If Greco-Roman antiquity and Payne’s final term “ghost” register a notable absence in this thumbnail sketch, that is because neither is the main quarry for Payne. Indeed Payne frames his analysis as “a more provocative intervention in our understanding of discourse networks and media theory” (p240). That Greco-Roman antiquity is only one of a set of analytic concepts rather than a governing term is not a drawback per se. However, Payne misses a golden opportunity to refine and push the concept of Deep Classics. The vast timespans of ecological life that Payne explores here in the context of the relic could have productively coincided with the geological chronologies on which the Deep Classics program predicates itself.
If the selected essays discussed here tend towards the theoretical, this is where this reviewer sees the greatest overall strength of the Deep Classics enterprise.

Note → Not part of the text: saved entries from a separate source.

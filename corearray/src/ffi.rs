#![allow(unsafe_code)]
//! C-boundary adapter: [`IdSource`] over an opaque core handle plus the
//! core's accessor function pointers.

use std::ffi::c_void;
use std::ptr::NonNull;

use crate::error::{Error, Result};
use crate::ids::{Id, IdSource};

/// Accessor table for a core-owned id array handle.
///
/// Entries are optional the way bindgen renders C function pointers;
/// [`RawIdArray::from_raw`] rejects a table with a missing entry before the
/// handle is adopted.
#[derive(Debug, Clone, Copy)]
pub struct RawArrayFns {
    /// Element count. Pure; valid until release.
    pub len: Option<unsafe extern "C" fn(array: *const c_void) -> usize>,
    /// Element by zero-based index. Valid for `index < len(array)`.
    pub id_at: Option<unsafe extern "C" fn(array: *const c_void, index: usize) -> Id>,
    /// Returns the array to the core. Invalidates the handle.
    pub release: Option<unsafe extern "C" fn(array: *mut c_void)>,
}

/// A core-owned id array adopted from the C boundary.
///
/// Wrap it in [`IdArray`](crate::ids::IdArray) to extract ids; the guard's
/// `Drop` calls the table's `release` exactly once.
// Owning handle; a Copy impl would break the single-release contract.
#[allow(missing_copy_implementations)]
pub struct RawIdArray {
    handle: NonNull<c_void>,
    len: unsafe extern "C" fn(*const c_void) -> usize,
    id_at: unsafe extern "C" fn(*const c_void, usize) -> Id,
    release: unsafe extern "C" fn(*mut c_void),
}

// The core's arrays are plain allocations; the handle carries no thread
// affinity, only the single-release obligation the guard already enforces.
unsafe impl Send for RawIdArray {}

impl RawIdArray {
    /// Adopt a raw array handle. Takes ownership on success.
    ///
    /// Returns [`Error::NullPointer`] for a null handle and
    /// [`Error::NullFunction`] for an incomplete table; in both cases nothing
    /// is released (there is nothing this crate could safely release).
    ///
    /// # Safety
    ///
    /// `handle` must be a live array handle produced by the core, not yet
    /// released, and not shared with any other owner. The entries of `fns`
    /// must be the core's accessors for that handle type.
    ///
    /// # Errors
    ///
    /// See above; only null inputs fail.
    pub unsafe fn from_raw(handle: *mut c_void, fns: RawArrayFns) -> Result<Self> {
        let handle = NonNull::new(handle).ok_or(Error::NullPointer)?;
        Ok(Self {
            handle,
            len: fns.len.ok_or(Error::NullFunction("len"))?,
            id_at: fns.id_at.ok_or(Error::NullFunction("id_at"))?,
            release: fns.release.ok_or(Error::NullFunction("release"))?,
        })
    }
}

impl IdSource for RawIdArray {
    fn len(&self) -> usize {
        unsafe { (self.len)(self.handle.as_ptr()) }
    }

    fn id_at(&self, index: usize) -> Id {
        unsafe { (self.id_at)(self.handle.as_ptr(), index) }
    }

    fn release(&mut self) {
        unsafe { (self.release)(self.handle.as_ptr()) };
    }
}

impl std::fmt::Debug for RawIdArray {
    fn fmt(&self, f: &mut std::fmt::Formatter<'_>) -> std::fmt::Result {
        f.debug_struct("RawIdArray")
            .field("handle", &self.handle)
            .finish()
    }
}

#[cfg(test)]
mod tests {
    use std::sync::Arc;
    use std::sync::atomic::{AtomicUsize, Ordering};

    use super::*;
    use crate::ids::IdArray;
    use crate::types::WindowOptions;

    /// Stand-in for a core allocation, reached only through the C shims.
    struct CoreArray {
        ids: Vec<Id>,
        frees: Arc<AtomicUsize>,
    }

    unsafe extern "C" fn core_len(array: *const c_void) -> usize {
        unsafe { &*array.cast::<CoreArray>() }.ids.len()
    }

    unsafe extern "C" fn core_id_at(array: *const c_void, index: usize) -> Id {
        unsafe { &*array.cast::<CoreArray>() }.ids[index]
    }

    unsafe extern "C" fn core_release(array: *mut c_void) {
        let arr = unsafe { Box::from_raw(array.cast::<CoreArray>()) };
        arr.frees.fetch_add(1, Ordering::SeqCst);
    }

    const FNS: RawArrayFns = RawArrayFns {
        len: Some(core_len),
        id_at: Some(core_id_at),
        release: Some(core_release),
    };

    fn core_array(ids: Vec<Id>) -> (*mut c_void, Arc<AtomicUsize>) {
        let frees = Arc::new(AtomicUsize::new(0));
        let arr = Box::new(CoreArray {
            ids,
            frees: Arc::clone(&frees),
        });
        (Box::into_raw(arr).cast::<c_void>(), frees)
    }

    #[test]
    fn null_handle_is_rejected() {
        let err = unsafe { RawIdArray::from_raw(std::ptr::null_mut(), FNS) };
        assert!(matches!(err, Err(Error::NullPointer)));
    }

    #[test]
    fn incomplete_table_is_rejected_without_release() {
        let (handle, frees) = core_array(vec![1, 2]);
        let fns = RawArrayFns { id_at: None, ..FNS };
        let err = unsafe { RawIdArray::from_raw(handle, fns) };
        assert!(matches!(err, Err(Error::NullFunction("id_at"))));
        assert_eq!(frees.load(Ordering::SeqCst), 0);

        // Adopt properly so the allocation is returned.
        let raw = unsafe { RawIdArray::from_raw(handle, FNS) }.unwrap();
        drop(IdArray::new(raw));
        assert_eq!(frees.load(Ordering::SeqCst), 1);
    }

    #[test]
    fn window_through_the_c_boundary() {
        let (handle, frees) = core_array((0..10).collect());
        let raw = unsafe { RawIdArray::from_raw(handle, FNS) }.unwrap();
        let ids = IdArray::new(raw).into_window(&WindowOptions::trailing(3, 2));
        assert_eq!(ids, vec![5, 6, 7]);
        assert_eq!(frees.load(Ordering::SeqCst), 1);
    }

    #[test]
    fn empty_core_array_is_freed_exactly_once() {
        let (handle, frees) = core_array(vec![]);
        let raw = unsafe { RawIdArray::from_raw(handle, FNS) }.unwrap();
        assert!(IdArray::new(raw).into_vec().is_empty());
        assert_eq!(frees.load(Ordering::SeqCst), 1);
    }
}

Deep Classics: Rethinking Classical Reception is essential and stimulating reading for those both in the field of classical reception studies and beyond: it certainly deserves a wide audience.
Table of Contents
On the origin of “deep classics” / Shane Butler
Homer’s deep / Shane Butler
The sigh of philhellenism / Joshua Billings
Feeling on the surface: touch and emotion in Fuseli and Homer / Alex Purves
Perceiving (in) depth: landscape, sculpture, ruin / Helen Slaney
Etymological “alterity”: depths and heights / Joshua Katz
Shut your eyes and see / Adam Lecznar
The loss of telos: Pasolini, Fugard, and the Oresteia / Sarah Nooter
Kings of the stone age, or how to read an ancient inscription / Stephanie Ann Frampton
Queer unhistoricism: scholars, metalepsis, and interventions of the unruly past / Sebastian Matzner
Affects and contexts: a deep history of erotic anger / Giulia Sissa
Ghostwritten classics / Edmund Richardson
Relic, channel, ghost: centaurs in Algernon Blackwood’s The centaur / Mark Payne
Circulation of spectres: ghosts and spells / Davide Susanetti
Cosmopoiesis in the field of the classical / Brooke Holmes
Borges and the disclosure of antiquity / Laura Jansen.
Notes
1. For example, as an index of self-assuredness, Frampton notes that Deep Classics is always capitalized (p 177 note 5).